A recent weekend essay in The Wall Street Journal claimed that adults imagine better than children, contrary to the wisdom of numerous stories (from The Chronicles of Narnia to Roald Dahl’s work (who, I like to say, is essentially the Stephen King of children’s literature)), and centuries of anecdotal observations.  Now, these essays are inconsistently insightful at best, and this would not have alone prompted a post if I had not also seen similar claims in several other sources.  It seems that stealing imagination from children has become a trend, but there are significant flaws in the logic underpinning these claims.

As writers imagination is, in a sense, our business, for it is essential to inventing these stories we share.  Most writers eventually come to understanding imagination as a muscle, and mental technique that can be trained, something requiring effort.  That is mainly an effort of recognition – it is about experiencing reality in such a way as to prompt the what-if that transforms mundane observations into a story’s genesis.  “What if” is the core of imagination, but that’s not what researchers are “experts” are using when they examine imagination in adults versus children.

Instead, they’re studying something called counterfactual thinking.  One of the human brain’s many marvelous capabilities is to consider what could have happened, not just to remember what did happen (and we’re rather poor at the latter, as it turns out).  As trivial or obvious as this might seem, it is quite remarkable, and one of the thought processes that enables us to adapt to new circumstances and environments.  Counterfactual thinking enables us to imagine, and implement, an animal falling into a pit trap for the first time, and it is the same process that makes us breathe a sigh of relief after a narrow escape, because we can imagine what might have been.

In claiming that adults can imagine better than children, researchers reduce imagination purely to counterfactuals.  In essence, since adults have a more complete understanding of how the world works, they can more effectively generate complex counterfactuals.  Studies ask children and adults to consider counterfactuals for a common situation, and find that the adults are more likely to countenance the unlikely-but-possible options than are the children.  If counterfactual capacity is imagination, then the adults are imagining better than the children; however, there is far more to imagination than simply considering what could have been.

While counterfactual thinking is a component of imagination, it is not the complete story.  In fact, I’d argue that counterfactual thinking is less imagination than it is extrapolation, and that’s the easy part of imagination.  When I’m writing, 90% of what I’m doing is extrapolating, taking a common starting point and spinning it out in some new direction.  Call it extrapolation, innovation, or counterfactual thinking: these are all faces of the same concept, taking a known circumstance or set of facts and tweaking it to see what could happen.  Then 10% that makes extrapolation into imagination is both much harder to do and much harder to define.  Call it whimsy, perhaps, or counterpossible thinking.

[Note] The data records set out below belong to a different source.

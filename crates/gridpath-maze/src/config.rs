use std::fmt;
use std::str::FromStr;

use gridpath_core::Grid;
use rand::SeedableRng;
use rand::rngs::StdRng;

use crate::error::{MazeError, Result};
use crate::mapgen::{DEFAULT_DENSITY, MazeGen, Skew};

/// Which generator a [`MazeConfig`] runs.
#[derive(Debug, Clone, Copy, PartialEq, Eq, Hash, Default)]
#[cfg_attr(feature = "serde", derive(serde::Serialize, serde::Deserialize))]
#[cfg_attr(feature = "serde", serde(rename_all = "lowercase"))]
pub enum MazeKind {
    /// Independent walls at a fixed density.
    Random,
    /// Recursive division.
    #[default]
    Division,
}

impl fmt::Display for MazeKind {
    fn fmt(&self, f: &mut fmt::Formatter<'_>) -> fmt::Result {
        f.write_str(match self {
            Self::Random => "random",
            Self::Division => "division",
        })
    }
}

impl FromStr for MazeKind {
    type Err = MazeError;

    fn from_str(s: &str) -> Result<Self> {
        match s.trim().to_ascii_lowercase().as_str() {
            "random" => Ok(Self::Random),
            "division" | "recursive-division" => Ok(Self::Division),
            _ => Err(MazeError::UnknownKind(s.to_string())),
        }
    }
}

/// A reproducible maze recipe.
#[derive(Debug, Clone, Copy, PartialEq)]
#[cfg_attr(feature = "serde", derive(serde::Serialize, serde::Deserialize))]
#[cfg_attr(feature = "serde", serde(default))]
pub struct MazeConfig {
    pub kind: MazeKind,
    /// Wall probability for [`MazeKind::Random`].
    pub density: f64,
    /// Split preference for [`MazeKind::Division`].
    pub skew: Skew,
    /// Seed for the generator; `None` draws from the thread RNG.
    pub seed: Option<u64>,
}

impl Default for MazeConfig {
    fn default() -> Self {
        Self {
            kind: MazeKind::default(),
            density: DEFAULT_DENSITY,
            skew: Skew::default(),
            seed: None,
        }
    }
}

impl MazeConfig {
    /// Generate into `grid`, returning the number of walls placed.
    pub fn generate(&self, grid: &mut Grid) -> Result<usize> {
        match self.seed {
            Some(seed) => self.generate_with(grid, StdRng::seed_from_u64(seed)),
            None => self.generate_with(grid, rand::rng()),
        }
    }

    fn generate_with<R: rand::Rng>(&self, grid: &mut Grid, rng: R) -> Result<usize> {
        let mut mg = MazeGen::with_grid(grid, rng);
        match self.kind {
            MazeKind::Random => mg.random_maze(self.density),
            MazeKind::Division => mg.recursive_division(self.skew),
        }
    }
}
use std::path::PathBuf;

use tokio::sync::mpsc;
use tracing::info;

use crate::error::PipelineError;

/// One fragment of recorded audio, delivered incrementally during capture.
///
/// The payload is an opaque slice of a container blob; chunks from one
/// session concatenate into a single decodable recording.
#[derive(Debug, Clone)]
pub struct AudioChunk {
    /// Container bytes for this fragment
    pub data: Vec<u8>,
    /// Delivery order within the session (0-indexed)
    pub seq: u32,
}

/// Configuration for audio recorders
#[derive(Debug, Clone)]
pub struct RecorderConfig {
    /// Preferred capture sample rate (the device may impose its own)
    pub target_sample_rate: u32,
    /// Preferred channel count (1 = mono, 2 = stereo)
    pub target_channels: u16,
    /// Maximum payload size per delivered chunk
    pub max_chunk_bytes: usize,
}

impl Default for RecorderConfig {
    fn default() -> Self {
        Self {
            target_sample_rate: 16000, // nominal speech capture rate
            target_channels: 1,        // mono
            max_chunk_bytes: 64 * 1024,
        }
    }
}

/// Audio capture source trait
///
/// Implementations:
/// - Microphone: cpal default input device
/// - File: replay a pre-recorded container (CLI and tests)
#[async_trait::async_trait]
pub trait Recorder: Send + Sync {
    /// Begin capturing. Returns a channel receiver that delivers chunks;
    /// the channel closes once the final chunk has been sent.
    async fn start(&mut self) -> Result<mpsc::Receiver<AudioChunk>, PipelineError>;

    /// Signal the recorder to finalize and release its device.
    async fn stop(&mut self) -> Result<(), PipelineError>;

    /// Whether a capture is currently active
    fn is_capturing(&self) -> bool;

    /// Recorder name for logging
    fn name(&self) -> &str;
}

/// Audio capture source type
#[derive(Debug, Clone)]
pub enum RecorderSource {
    /// Default microphone input device
    Microphone,
    /// Pre-recorded audio file
    File(PathBuf),
}

/// Recorder factory
pub struct RecorderFactory;

impl RecorderFactory {
    pub fn create(
        source: RecorderSource,
        config: RecorderConfig,
    ) -> Result<Box<dyn Recorder>, PipelineError> {
        match source {
            RecorderSource::Microphone => {
                use super::microphone::MicrophoneRecorder;
                Ok(Box::new(MicrophoneRecorder::new(config)))
            }
            RecorderSource::File(path) => Ok(Box::new(FileRecorder::new(path, config))),
        }
    }
}

/// Replays an audio file through the chunk channel, as if it had been
/// captured live.
pub struct FileRecorder {
    path: PathBuf,
    config: RecorderConfig,
    capturing: bool,
}

impl FileRecorder {
    pub fn new(path: PathBuf, config: RecorderConfig) -> Self {
        Self {
            path,
            config,
            capturing: false,
        }
    }
}

#[async_trait::async_trait]
impl Recorder for FileRecorder {
    async fn start(&mut self) -> Result<mpsc::Receiver<AudioChunk>, PipelineError> {
        let bytes = tokio::fs::read(&self.path).await.map_err(|e| {
            PipelineError::PermissionDenied(format!(
                "cannot read audio file {}: {}",
                self.path.display(),
                e
            ))
        })?;

        info!(
            "Replaying audio file: {} ({} bytes)",
            self.path.display(),
            bytes.len()
        );

        let (tx, rx) = mpsc::channel(16);
        let max_chunk_bytes = self.config.max_chunk_bytes.max(1);

        tokio::spawn(async move {
            for (seq, piece) in bytes.chunks(max_chunk_bytes).enumerate() {
                let chunk = AudioChunk {
                    data: piece.to_vec(),
                    seq: seq as u32,
                };
                if tx.send(chunk).await.is_err() {
                    break;
                }
            }
            // Dropping the sender closes the channel and marks the final chunk
        });

        self.capturing = true;
        Ok(rx)
    }

    async fn stop(&mut self) -> Result<(), PipelineError> {
        self.capturing = false;
        Ok(())
    }

    fn is_capturing(&self) -> bool {
        self.capturing
    }

    fn name(&self) -> &str {
        "file"
    }
}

Whatever you choose to call it, it is that aspect of imagination that in adults requires suspension of disbelief just to countenance, much less to implement for themselves.  It is the part of imagination that is wholly ungrounded in fact.  It’s drawing a spaceship that looks the way you want it to, not based on design principles or riffing on existing transportation.  It’s falling through a cubbyhole in a desk into a realm in which physics no longer applies.  It’s painting a dinosaur pink for no other reason than wanting to use the pink crayon.  This is the element in which children will usually exceed adults, because children have fewer preconceived notions of how things can or should or ought to be.  The more you assume you know to be true, the more you restrict this aspect of your imagination.

Of course, this isn’t something that can be easily measured, and it doesn’t have apparent, immediate, practical value the way that counterfactual thinking does, so it is simply not considered.  Yet, in fields requiring true, original creativity – storytelling, invention, and the like – this 10% component of imagination is what separates the derivative from the original, what sees, not masterpieces wrought, but something new created.  Imagination isn’t just thinking about what could be.  It’s asking what if anything could be.

4 thoughts on “Imagination Vs. Extrapolation

  1. I think you’ve hit upon some really good points here.

    My experience with my own kids is that they come up with some tremendously strange and delightful ideas “out of left field.”

    I think kids are less burdened by systemization or consistency. Their creative process doesn’t worry so much about made-up ideas meshing together nicely or having detailed explanations.

    The princess and the vampire ride around the galaxy in a spaceship with their pet dinosaur.

    I think adult storytellers tend to not tell stories like that, or feel obligated to build a framework around them so they “make sense.” If I were to write a story like this, my instinct would be to flesh out the world and backstory of the vampire and princess, and how they got their spaceship and dinosaur.

    I suspect some of this is because the world is already confusing and complicated to a child. It’s full of mysteries and secrets and things that don’t make sense. Why should it be any different in make-believe?

    Part of growing up is building a mental framework for understanding the world. Even if we adults are still really clueless, we convince ourselves there are patterns and reasons for everything that happens in the world, and we are bound by that, even in the freedom of our imaginations.